## Activity
Pick out all lines in the listing holding the string "OpenOptions" and copy them.

## Material to process
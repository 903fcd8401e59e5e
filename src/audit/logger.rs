//! Audit logger for the append-only audit log
//!
//! Each entry is written as a single JSON line and flushed immediately.

use std::fs::{File, OpenOptions};
use std::io::{BufRead, BufReader, Write};
use std::path::PathBuf;

use crate::error::{ExpenseError, ExpenseResult};

use super::entry::AuditEntry;

/// Handles writing audit entries to the audit log file (JSONL)
pub struct AuditLogger {
    log_path: PathBuf,
}

impl AuditLogger {
    /// Create a new AuditLogger that writes to the specified path
    pub fn new(log_path: PathBuf) -> Self {
        Self { log_path }
    }

    /// Append an entry to the log and flush it
    pub fn log(&self, entry: &AuditEntry) -> ExpenseResult<()> {
        let mut file = OpenOptions::new()
            .create(true)
            .append(true)
            .open(&self.log_path)
            .map_err(|e| ExpenseError::Io(format!("Failed to open audit log: {}", e)))?;

        let json = serde_json::to_string(entry)
            .map_err(|e| ExpenseError::Json(format!("Failed to serialize audit entry: {}", e)))?;

        writeln!(file, "{}", json)
            .map_err(|e| ExpenseError::Io(format!("Failed to write audit entry: {}", e)))?;

        file.flush()
            .map_err(|e| ExpenseError::Io(format!("Failed to flush audit log: {}", e)))?;

        Ok(())
    }

    /// Read all audit entries, oldest first
    pub fn read_all(&self) -> ExpenseResult<Vec<AuditEntry>> {
        if !self.log_path.exists() {
            return Ok(Vec::new());
        }

        let file = File::open(&self.log_path)
            .map_err(|e| ExpenseError::Io(format!("Failed to open audit log: {}", e)))?;

        let mut entries = Vec::new();

        for (line_num, line) in BufReader::new(file).lines().enumerate() {
            let line = line.map_err(|e| {
                ExpenseError::Io(format!("Failed to read audit log line {}: {}", line_num + 1, e))
            })?;

            if line.trim().is_empty() {
                continue;
            }

            let entry: AuditEntry = serde_json::from_str(&line).map_err(|e| {
                ExpenseError::Json(format!(
                    "Failed to parse audit entry at line {}: {}",
                    line_num + 1,
                    e
                ))
            })?;

            entries.push(entry);
        }

        Ok(entries)
    }

    /// Read the most recent `count` entries, optionally only those concerning one user
    pub fn read_recent(&self, count: usize, username: Option<&str>) -> ExpenseResult<Vec<AuditEntry>> {
        let mut entries = self.read_all()?;
        if let Some(username) = username {
            entries.retain(|e| e.concerns_user(username));
        }
        let start = entries.len().saturating_sub(count);
        Ok(entries.split_off(start))
    }

    /// Get the path to the audit log file
    pub fn path(&self) -> &PathBuf {
        &self.log_path
    }
}
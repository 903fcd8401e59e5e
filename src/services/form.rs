//! Expense form input
//!
//! Raw field values as typed by the user, and their validation into an
//! [`Expense`].

use crate::error::{ExpenseError, ExpenseResult};
use crate::models::{Expense, Money};

const MISSING_FIELDS: &str = "Please fill in all the fields.";

/// The five form fields as entered
#[derive(Debug, Clone, Default, PartialEq, Eq)]
pub struct ExpenseForm {
    pub name: String,
    pub amount: String,
    pub currency: String,
    pub category: String,
    pub month: String,
}

impl ExpenseForm {
    /// Create a form from raw field values
    pub fn new(
        name: impl Into<String>,
        amount: impl Into<String>,
        currency: impl Into<String>,
        category: impl Into<String>,
        month: impl Into<String>,
    ) -> Self {
        Self {
            name: name.into(),
            amount: amount.into(),
            currency: currency.into(),
            category: category.into(),
            month: month.into(),
        }
    }

    /// A form pre-filled with the values of an existing expense
    pub fn from_expense(expense: &Expense) -> Self {
        Self {
            name: expense.name.clone(),
            amount: expense.amount.to_string(),
            currency: expense.currency.clone(),
            category: expense.category.clone(),
            month: expense.month.clone(),
        }
    }

    /// Check that every required field is present
    pub fn validate(&self) -> ExpenseResult<()> {
        let required = [&self.name, &self.amount, &self.month];
        if required.iter().any(|field| field.trim().is_empty()) {
            return Err(ExpenseError::Validation(MISSING_FIELDS.into()));
        }
        Ok(())
    }

    /// Validate the form and build an expense with a fresh id
    ///
    /// An empty currency falls back to `default_currency`.
    pub fn build(&self, default_currency: &str) -> ExpenseResult<Expense> {
        self.validate()?;

        let amount = Money::parse(self.amount.trim())
            .map_err(|e| ExpenseError::Validation(e.to_string()))?;

        let currency = match self.currency.trim() {
            "" => default_currency.to_string(),
            code => code.to_string(),
        };

        Ok(Expense::new(
            self.name.trim(),
            amount,
            currency,
            self.category.clone(),
            self.month.trim(),
        ))
    }

    /// Reset name and amount after a successful submit
    ///
    /// The remaining fields keep their values so several expenses for the
    /// same month and category can be entered in a row.
    pub fn clear_name_and_amount(&mut self) {
        self.name.clear();
        self.amount.clear();
    }
}
//! Custom error types for the expense tracker
//!
//! This module defines the error hierarchy for the application using thiserror
//! for ergonomic error definitions.

use thiserror::Error;

/// The main error type for expense tracker operations
#[derive(Error, Debug)]
pub enum ExpenseError {
    /// Configuration-related errors
    #[error("Configuration error: {0}")]
    Config(String),

    /// File I/O errors
    #[error("I/O error: {0}")]
    Io(String),

    /// JSON serialization/deserialization errors
    #[error("JSON error: {0}")]
    Json(String),

    /// Validation errors for user input
    #[error("{0}")]
    Validation(String),

    /// Entity not found errors
    #[error("{entity_type} not found: {identifier}")]
    NotFound {
        entity_type: &'static str,
        identifier: String,
    },

    /// Storage errors
    #[error("Storage error: {0}")]
    Storage(String),

    /// Export errors
    #[error("Export error: {0}")]
    Export(String),

    /// TUI errors
    #[error("TUI error: {0}")]
    Tui(String),
}

impl ExpenseError {
    /// Create a "not found" error for users
    pub fn user_not_found(identifier: impl Into<String>) -> Self {
        Self::NotFound {
            entity_type: "User",
            identifier: identifier.into(),
        }
    }

    /// Create a "not found" error for expenses
    pub fn expense_not_found(identifier: impl Into<String>) -> Self {
        Self::NotFound {
            entity_type: "Expense",
            identifier: identifier.into(),
        }
    }

    /// Check if this is a "not found" error
    pub fn is_not_found(&self) -> bool {
        matches!(self, Self::NotFound { .. })
    }

    /// Check if this is a validation error
    pub fn is_validation(&self) -> bool {
        matches!(self, Self::Validation(_))
    }

    /// Message shown to the user when this error interrupts an action
    pub fn user_message(&self) -> String {
        match self {
            Self::NotFound {
                entity_type: "User",
                ..
            } => "User doesn't exist. Please check the name or create a new user.".to_string(),
            other => other.to_string(),
        }
    }
}

impl From<std::io::Error> for ExpenseError {
    fn from(err: std::io::Error) -> Self {
        Self::Io(err.to_string())
    }
}

impl From<serde_json::Error> for ExpenseError {
    fn from(err: serde_json::Error) -> Self {
        Self::Json(err.to_string())
    }
}

/// Result type alias for expense tracker operations
pub type ExpenseResult<T> = Result<T, ExpenseError>;

#[cfg(test)]
mod tests {
    use super::*;

    #[test]
    fn test_error_display() {
        let err = ExpenseError::Config("test error".into());
        assert_eq!(err.to_string(), "Configuration error: test error");
    }

    #[test]
    fn test_validation_message_is_bare() {
        let err = ExpenseError::Validation("Please fill in all the fields.".into());
        assert_eq!(err.to_string(), "Please fill in all the fields.");
        assert!(err.is_validation());
    }

    #[test]
    fn test_not_found_error() {
        let err = ExpenseError::user_not_found("Bob");
        assert_eq!(err.to_string(), "User not found: Bob");
        assert!(err.is_not_found());
    }

    #[test]
    fn test_user_not_found_message() {
        let err = ExpenseError::user_not_found("Bob");
        assert_eq!(
            err.user_message(),
            "User doesn't exist. Please check the name or create a new user."
        );

        let err = ExpenseError::expense_not_found("4");
        assert_eq!(err.user_message(), "Expense not found: 4");
    }

    #[test]
    fn test_from_io_error() {
        let io_err = std::io::Error::new(std::io::ErrorKind::NotFound, "file not found");
        let err: ExpenseError = io_err.into();
        assert!(matches!(err, ExpenseError::Io(_)));
    }
}
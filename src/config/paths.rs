//! Path management for the expense tracker
//!
//! ## Path Resolution Order
//!
//! 1. `EXPENSE_TRACKER_DATA_DIR` environment variable (if set)
//! 2. The platform config directory (`$XDG_CONFIG_HOME` or `~/.config` on
//!    Linux, `~/Library/Application Support` on macOS, `%APPDATA%` on Windows)
//!    joined with `expense-tracker`

use std::path::PathBuf;

use directories::BaseDirs;

use crate::error::ExpenseError;

/// Environment variable overriding the base directory
pub const DATA_DIR_ENV: &str = "EXPENSE_TRACKER_DATA_DIR";

/// Manages all paths used by the expense tracker
#[derive(Debug, Clone)]
pub struct ExpensePaths {
    /// Base directory for all expense tracker data
    base_dir: PathBuf,
}

impl ExpensePaths {
    /// Create a new ExpensePaths instance
    ///
    /// # Errors
    ///
    /// Returns an error if the home directory cannot be determined.
    pub fn new() -> Result<Self, ExpenseError> {
        let base_dir = match std::env::var(DATA_DIR_ENV) {
            Ok(custom) if !custom.trim().is_empty() => PathBuf::from(custom),
            _ => resolve_default_path()?,
        };

        Ok(Self { base_dir })
    }

    /// Create ExpensePaths with a custom base directory (useful for testing)
    pub fn with_base_dir(base_dir: PathBuf) -> Self {
        Self { base_dir }
    }

    /// Get the base directory
    pub fn base_dir(&self) -> &PathBuf {
        &self.base_dir
    }

    /// Get the data directory (`<base>/data/`)
    pub fn data_dir(&self) -> PathBuf {
        self.base_dir.join("data")
    }

    /// Get the path to the settings file
    pub fn settings_file(&self) -> PathBuf {
        self.base_dir.join("config.json")
    }

    /// Get the path to the audit log
    pub fn audit_log(&self) -> PathBuf {
        self.base_dir.join("audit.log")
    }

    /// Get the path to the per-user key-value store
    pub fn local_storage_file(&self) -> PathBuf {
        self.data_dir().join("local_storage.json")
    }

    /// Ensure all required directories exist
    pub fn ensure_directories(&self) -> Result<(), ExpenseError> {
        std::fs::create_dir_all(&self.base_dir)
            .map_err(|e| ExpenseError::Io(format!("Failed to create base directory: {}", e)))?;

        std::fs::create_dir_all(self.data_dir())
            .map_err(|e| ExpenseError::Io(format!("Failed to create data directory: {}", e)))?;

        Ok(())
    }
}

fn resolve_default_path() -> Result<PathBuf, ExpenseError> {
    let dirs = BaseDirs::new()
        .ok_or_else(|| ExpenseError::Config("Could not determine home directory".into()))?;
    Ok(dirs.config_dir().join("expense-tracker"))
}

#[cfg(test)]
mod tests {
    use super::*;
    use tempfile::TempDir;

    #[test]
    fn test_custom_base_dir() {
        let temp_dir = TempDir::new().unwrap();
        let paths = ExpensePaths::with_base_dir(temp_dir.path().to_path_buf());

        assert_eq!(paths.base_dir(), temp_dir.path());
        assert_eq!(paths.data_dir(), temp_dir.path().join("data"));
    }

    #[test]
    fn test_ensure_directories() {
        let temp_dir = TempDir::new().unwrap();
        let paths = ExpensePaths::with_base_dir(temp_dir.path().join("nested"));

        paths.ensure_directories().unwrap();

        assert!(paths.base_dir().exists());
        assert!(paths.data_dir().exists());
    }

    #[test]
    fn test_file_paths() {
        let temp_dir = TempDir::new().unwrap();
        let paths = ExpensePaths::with_base_dir(temp_dir.path().to_path_buf());

        assert_eq!(paths.settings_file(), temp_dir.path().join("config.json"));
        assert_eq!(paths.audit_log(), temp_dir.path().join("audit.log"));
        assert_eq!(
            paths.local_storage_file(),
            temp_dir.path().join("data").join("local_storage.json")
        );
    }
}
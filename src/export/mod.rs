//! Export module for the expense tracker
//!
//! Exports one user's expenses in several formats:
//! - CSV: spreadsheet-compatible rows
//! - JSON: machine-readable export with metadata
//! - YAML: human-readable export

pub mod csv;
pub mod json;
pub mod yaml;

pub use self::csv::export_user_csv;
pub use json::{export_user_json, UserExport, EXPORT_SCHEMA_VERSION};
pub use yaml::export_user_yaml;
//! JSON Export functionality
//!
//! Exports one user's expenses to JSON with schema versioning.

use crate::error::{ExpenseError, ExpenseResult};
use crate::models::{Expense, Money};
use crate::reports::MonthlySummary;
use crate::services::Session;
use chrono::{DateTime, Utc};
use serde::{Deserialize, Serialize};
use std::io::Write;

/// Current export schema version
pub const EXPORT_SCHEMA_VERSION: &str = "1.0.0";

/// Export of a single user's expense list
#[derive(Debug, Clone, Serialize, Deserialize)]
pub struct UserExport {
    /// Schema version for compatibility checking
    pub schema_version: String,

    /// Export timestamp
    pub exported_at: DateTime<Utc>,

    /// Application version that created the export
    pub app_version: String,

    /// Owner of the expenses
    pub username: String,

    /// Expenses in list order
    pub expenses: Vec<Expense>,

    /// Export metadata
    pub metadata: ExportMetadata,
}

/// Export metadata for reference
#[derive(Debug, Clone, Serialize, Deserialize)]
pub struct ExportMetadata {
    /// Number of expenses
    pub expense_count: usize,

    /// Sum of all amounts
    pub total: Money,

    /// Months in first-seen order
    pub months: Vec<String>,
}

impl UserExport {
    /// Build an export from the active session
    pub fn from_session(session: &Session) -> Self {
        let summary = MonthlySummary::generate(session.expenses());

        Self {
            schema_version: EXPORT_SCHEMA_VERSION.to_string(),
            exported_at: Utc::now(),
            app_version: env!("CARGO_PKG_VERSION").to_string(),
            username: session.username().to_string(),
            expenses: session.expenses().to_vec(),
            metadata: ExportMetadata {
                expense_count: summary.expense_count,
                total: summary.total,
                months: summary.groups.into_iter().map(|g| g.month).collect(),
            },
        }
    }
}

/// Export a session's expenses as pretty-printed JSON
pub fn export_user_json<W: Write>(session: &Session, writer: &mut W) -> ExpenseResult<()> {
    let export = UserExport::from_session(session);

    serde_json::to_writer_pretty(&mut *writer, &export)
        .map_err(|e| ExpenseError::Export(e.to_string()))?;
    writeln!(writer).map_err(|e| ExpenseError::Export(e.to_string()))?;

    Ok(())
}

## Written solution
use std::fs::{File, OpenOptions};
        let mut file = OpenOptions::new()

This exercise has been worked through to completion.